━━━━━ MATERIAL SUPPLIED ━━━━━

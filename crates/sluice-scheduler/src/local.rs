//! In-process batch scheduler.
//!
//! Jobs run as child processes of the current process. Dependencies,
//! priorities, cancellation cascades and accounting behave like a cluster
//! scheduler, so a single host can run cluster-targeted tasks unchanged.
//!
//! ```text
//! submit ──► Pending ──(dependencies stopped)──► ResourceWait ──(slot)──► Running
//!                                                    │
//!                                  highest priority first, then submit order
//! ```

use std::cmp::Ordering as CmpOrdering;
use std::collections::{BinaryHeap, HashMap};
use std::fs::File;
use std::process::Stdio;
use std::sync::atomic::{AtomicU64, Ordering};
use std::sync::{Arc, Mutex, MutexGuard, PoisonError};
use std::time::Duration;

use async_trait::async_trait;
use chrono::Utc;
use tokio::process::Command;
use tokio::sync::{oneshot, watch};
use tokio_util::sync::CancellationToken;
use tracing::{debug, info, instrument, warn};

use crate::error::SchedulerError;
use crate::scheduler::BatchScheduler;
use crate::types::{AccountingRecord, Dependents, JobHandle, JobState, SubmitRequest};

struct LocalJob {
  state: watch::Receiver<JobState>,
  cancel: CancellationToken,
  record: Arc<Mutex<AccountingRecord>>,
}

/// A job waiting for a slot.
struct Waiter {
  job: JobHandle,
  priority: u32,
  seq: u64,
  wake: oneshot::Sender<Permit>,
}

impl Waiter {
  fn key(&self) -> (u32, std::cmp::Reverse<u64>) {
    (self.priority, std::cmp::Reverse(self.seq))
  }
}

impl PartialEq for Waiter {
  fn eq(&self, other: &Self) -> bool {
    self.key() == other.key()
  }
}

impl Eq for Waiter {}

impl PartialOrd for Waiter {
  fn partial_cmp(&self, other: &Self) -> Option<CmpOrdering> {
    Some(self.cmp(other))
  }
}

impl Ord for Waiter {
  fn cmp(&self, other: &Self) -> CmpOrdering {
    self.key().cmp(&other.key())
  }
}

struct GateState {
  free: usize,
  next_seq: u64,
  waiting: BinaryHeap<Waiter>,
}

/// Job slots handed out by priority. A free slot implies nobody is waiting.
struct Gate {
  state: Mutex<GateState>,
}

impl Gate {
  fn new(slots: usize) -> Self {
    Self {
      state: Mutex::new(GateState {
        free: slots,
        next_seq: 0,
        waiting: BinaryHeap::new(),
      }),
    }
  }

  fn lock(&self) -> MutexGuard<'_, GateState> {
    self.state.lock().unwrap_or_else(PoisonError::into_inner)
  }

  /// Wait for a slot. Returns `None` only if the gate went away.
  ///
  /// The priority is read from the job's record under the gate lock, so a
  /// concurrent `set_priority` either lands before the read or finds the
  /// queued waiter.
  async fn acquire(
    self: &Arc<Self>,
    job: &JobHandle,
    record: &Mutex<AccountingRecord>,
  ) -> Option<Permit> {
    let wake = {
      let mut state = self.lock();
      if state.free > 0 {
        state.free -= 1;
        return Some(Permit::new(self.clone()));
      }
      let priority = record
        .lock()
        .unwrap_or_else(PoisonError::into_inner)
        .priority
        .unwrap_or_default();
      let (tx, rx) = oneshot::channel();
      let seq = state.next_seq;
      state.next_seq += 1;
      state.waiting.push(Waiter {
        job: job.clone(),
        priority,
        seq,
        wake: tx,
      });
      rx
    };
    wake.await.ok()
  }

  /// Hand a released slot to the best waiter still listening.
  fn release(self: &Arc<Self>) {
    loop {
      let waiter = {
        let mut state = self.lock();
        match state.waiting.pop() {
          Some(waiter) => waiter,
          None => {
            state.free += 1;
            return;
          }
        }
      };
      match waiter.wake.send(Permit::new(self.clone())) {
        Ok(()) => return,
        // Cancelled while queued.
        Err(mut permit) => permit.disarm(),
      }
    }
  }

  /// Re-rank queued jobs.
  fn reprioritize(&self, jobs: &[JobHandle], priority: u32) {
    let mut state = self.lock();
    let waiting = std::mem::take(&mut state.waiting);
    state.waiting = waiting
      .into_iter()
      .map(|mut w| {
        if jobs.contains(&w.job) {
          w.priority = priority;
        }
        w
      })
      .collect();
  }
}

/// A held job slot, returned to the gate on drop.
struct Permit {
  gate: Option<Arc<Gate>>,
}

impl Permit {
  fn new(gate: Arc<Gate>) -> Self {
    Self { gate: Some(gate) }
  }

  fn disarm(&mut self) {
    self.gate = None;
  }
}

impl Drop for Permit {
  fn drop(&mut self) {
    if let Some(gate) = self.gate.take() {
      gate.release();
    }
  }
}

struct Inner {
  next_id: AtomicU64,
  jobs: Mutex<HashMap<JobHandle, LocalJob>>,
  dependents: Dependents,
  gate: Arc<Gate>,
  retention: Duration,
}

/// Runs jobs on this host, at most `max_jobs` at a time.
///
/// Stopped jobs are forgotten once they have been finished for longer than
/// the retention window (an hour unless set with [`Self::with_retention`]).
#[derive(Clone)]
pub struct LocalScheduler {
  inner: Arc<Inner>,
}

impl LocalScheduler {
  pub fn new(max_jobs: usize) -> Self {
    Self::build(max_jobs, Duration::from_secs(3600))
  }

  pub fn with_retention(max_jobs: usize, retention: Duration) -> Self {
    Self::build(max_jobs, retention)
  }

  fn build(max_jobs: usize, retention: Duration) -> Self {
    Self {
      inner: Arc::new(Inner {
        next_id: AtomicU64::new(1),
        jobs: Mutex::new(HashMap::new()),
        dependents: Dependents::default(),
        gate: Arc::new(Gate::new(max_jobs.max(1))),
        retention,
      }),
    }
  }

  /// Drop stopped jobs that ended before the retention window.
  fn prune(&self) {
    let now = Utc::now();
    let mut jobs = self.inner.jobs.lock().unwrap_or_else(PoisonError::into_inner);
    let before = jobs.len();
    jobs.retain(|_, job| {
      let record = job.record.lock().unwrap_or_else(PoisonError::into_inner);
      let expired = record.state.is_stopped()
        && record
          .end
          .and_then(|end| (now - end).to_std().ok())
          .is_some_and(|age| age >= self.inner.retention);
      !expired
    });
    let removed = before - jobs.len();
    if removed > 0 {
      self.inner.dependents.retain(|job| jobs.contains_key(job));
      debug!(removed, "finished_jobs_pruned");
    }
  }

  fn receiver(&self, job: &JobHandle) -> Result<watch::Receiver<JobState>, SchedulerError> {
    let jobs = self.inner.jobs.lock().unwrap_or_else(PoisonError::into_inner);
    jobs
      .get(job)
      .map(|j| j.state.clone())
      .ok_or_else(|| SchedulerError::UnknownJob { job: job.clone() })
  }
}

/// Wait until a job stops and return its final state.
async fn stopped(mut rx: watch::Receiver<JobState>) -> JobState {
  loop {
    let state = *rx.borrow_and_update();
    if state.is_stopped() {
      return state;
    }
    if rx.changed().await.is_err() {
      return *rx.borrow();
    }
  }
}

fn update(
  tx: &watch::Sender<JobState>,
  record: &Mutex<AccountingRecord>,
  state: JobState,
  exit_code: Option<i32>,
) {
  {
    let mut record = record.lock().unwrap_or_else(PoisonError::into_inner);
    record.state = state;
    match state {
      JobState::Running => record.start = Some(Utc::now()),
      s if s.is_stopped() => {
        record.end = Some(Utc::now());
        record.exit_code = exit_code;
      }
      _ => {}
    }
  }
  tx.send_replace(state);
}

struct JobRun {
  job: JobHandle,
  request: SubmitRequest,
  after_ok: Vec<watch::Receiver<JobState>>,
  after_any: Vec<watch::Receiver<JobState>>,
  gate: Arc<Gate>,
  cancel: CancellationToken,
  tx: watch::Sender<JobState>,
  record: Arc<Mutex<AccountingRecord>>,
}

impl JobRun {
  async fn run(self) {
    let (state, exit_code) = tokio::select! {
      result = self.execute() => result,
      _ = self.cancel.cancelled() => (JobState::Cancelled, None),
    };
    info!(job = %self.job, state = %state, exit_code = ?exit_code, "job_finished");
    update(&self.tx, &self.record, state, exit_code);
  }

  async fn execute(&self) -> (JobState, Option<i32>) {
    for dep in &self.after_ok {
      if stopped(dep.clone()).await != JobState::Completed {
        debug!(job = %self.job, "dependency_never_satisfied");
        return (JobState::Cancelled, None);
      }
    }
    for dep in &self.after_any {
      stopped(dep.clone()).await;
    }

    update(&self.tx, &self.record, JobState::ResourceWait, None);
    let Some(_permit) = self.gate.acquire(&self.job, &self.record).await else {
      return (JobState::Failed, None);
    };
    update(&self.tx, &self.record, JobState::Running, None);

    match self.spawn().await {
      Ok(status) if status == Some(0) => (JobState::Completed, status),
      Ok(status) => (JobState::Failed, status),
      Err(e) => {
        warn!(job = %self.job, error = %e, "job_launch_failed");
        (JobState::Failed, None)
      }
    }
  }

  async fn spawn(&self) -> Result<Option<i32>, SchedulerError> {
    let launch = |source| SchedulerError::Launch {
      job: self.job.clone(),
      source,
    };
    let stdout = File::create(&self.request.stdout).map_err(launch)?;
    let stderr = File::create(&self.request.stderr).map_err(launch)?;

    let mut child = Command::new(&self.request.driver)
      .args(&self.request.args)
      .current_dir(&self.request.workdir)
      .stdin(Stdio::null())
      .stdout(Stdio::from(stdout))
      .stderr(Stdio::from(stderr))
      .kill_on_drop(true)
      .spawn()
      .map_err(launch)?;

    let status = child.wait().await.map_err(launch)?;
    Ok(status.code())
  }
}

#[async_trait]
impl BatchScheduler for LocalScheduler {
  fn name(&self) -> &'static str {
    "local"
  }

  async fn is_alive(&self) -> Result<(), SchedulerError> {
    Ok(())
  }

  #[instrument(name = "local_submit", skip(self, request), fields(job_name = %request.job_name))]
  async fn submit(&self, request: SubmitRequest) -> Result<JobHandle, SchedulerError> {
    self.prune();
    let after_ok = request
      .after_ok
      .iter()
      .map(|j| self.receiver(j))
      .collect::<Result<Vec<_>, _>>()?;
    let after_any = request
      .after_any
      .iter()
      .map(|j| self.receiver(j))
      .collect::<Result<Vec<_>, _>>()?;

    let job = JobHandle::new(
      self
        .inner
        .next_id
        .fetch_add(1, Ordering::Relaxed)
        .to_string(),
    );
    let (tx, rx) = watch::channel(JobState::Pending);
    let cancel = CancellationToken::new();
    let record = Arc::new(Mutex::new(AccountingRecord {
      job_id: job.clone(),
      state: JobState::Pending,
      priority: Some(request.priority),
      submit: Some(Utc::now()),
      start: None,
      end: None,
      exit_code: None,
    }));

    self.inner.dependents.register(&job, &request);
    {
      let mut jobs = self.inner.jobs.lock().unwrap_or_else(PoisonError::into_inner);
      jobs.insert(
        job.clone(),
        LocalJob {
          state: rx,
          cancel: cancel.clone(),
          record: record.clone(),
        },
      );
    }

    let run = JobRun {
      job: job.clone(),
      request,
      after_ok,
      after_any,
      gate: self.inner.gate.clone(),
      cancel,
      tx,
      record,
    };
    tokio::spawn(run.run());

    info!(job = %job, "job_submitted");
    Ok(job)
  }

  async fn get_state(&self, job: &JobHandle) -> Result<JobState, SchedulerError> {
    Ok(*self.receiver(job)?.borrow())
  }

  async fn cancel(&self, job: &JobHandle) -> Result<Vec<JobHandle>, SchedulerError> {
    let targets = self.inner.dependents.closure(job);
    let jobs = self.inner.jobs.lock().unwrap_or_else(PoisonError::into_inner);
    if !jobs.contains_key(job) {
      return Err(SchedulerError::UnknownJob { job: job.clone() });
    }
    for target in &targets {
      if let Some(local) = jobs.get(target) {
        local.cancel.cancel();
      }
    }
    info!(job = %job, cascaded = targets.len() - 1, "job_cancelled");
    Ok(targets)
  }

  async fn set_priority(&self, jobs: &[JobHandle], priority: u32) -> Result<(), SchedulerError> {
    let table = self.inner.jobs.lock().unwrap_or_else(PoisonError::into_inner);
    for job in jobs {
      let local = table
        .get(job)
        .ok_or_else(|| SchedulerError::UnknownJob { job: job.clone() })?;
      local
        .record
        .lock()
        .unwrap_or_else(PoisonError::into_inner)
        .priority = Some(priority);
    }
    self.inner.gate.reprioritize(jobs, priority);
    Ok(())
  }

  async fn accounting(
    &self,
    jobs: &[JobHandle],
  ) -> Result<HashMap<JobHandle, AccountingRecord>, SchedulerError> {
    let table = self.inner.jobs.lock().unwrap_or_else(PoisonError::into_inner);
    Ok(
      jobs
        .iter()
        .filter_map(|job| {
          let local = table.get(job)?;
          let record = local
            .record
            .lock()
            .unwrap_or_else(PoisonError::into_inner)
            .clone();
          Some((job.clone(), record))
        })
        .collect(),
    )
  }
}
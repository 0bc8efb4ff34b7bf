//! Cache errors.

use std::path::PathBuf;

use crate::dataset::DatasetId;
use crate::cache::RecordId;

/// Errors that can occur while hashing files or maintaining the cache.
#[derive(Debug, thiserror::Error)]
pub enum CacheError {
  /// Reading or removing a file failed.
  #[error("i/o error on '{}': {source}", path.display())]
  Io {
    path: PathBuf,
    #[source]
    source: std::io::Error,
  },

  /// A string is not a SHA-256 hex digest.
  #[error("invalid content hash '{value}'")]
  InvalidHash { value: String },

  #[error("unknown dataset {id}")]
  UnknownDataset { id: DatasetId },

  #[error("unknown exec record {id}")]
  UnknownRecord { id: RecordId },

  /// The record has already been completed or failed.
  #[error("exec record {id} is already finished")]
  RecordFinished { id: RecordId },
}

impl CacheError {
  pub(crate) fn io(path: impl Into<PathBuf>, source: std::io::Error) -> Self {
    Self::Io {
      path: path.into(),
      source,
    }
  }
}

━━━━━

EXERCISE:
All lines of the entries above where "reprioritize" turns up should be reported.

OUTPUT:
  fn reprioritize(&self, jobs: &[JobHandle], priority: u32) {
    self.inner.gate.reprioritize(jobs, priority);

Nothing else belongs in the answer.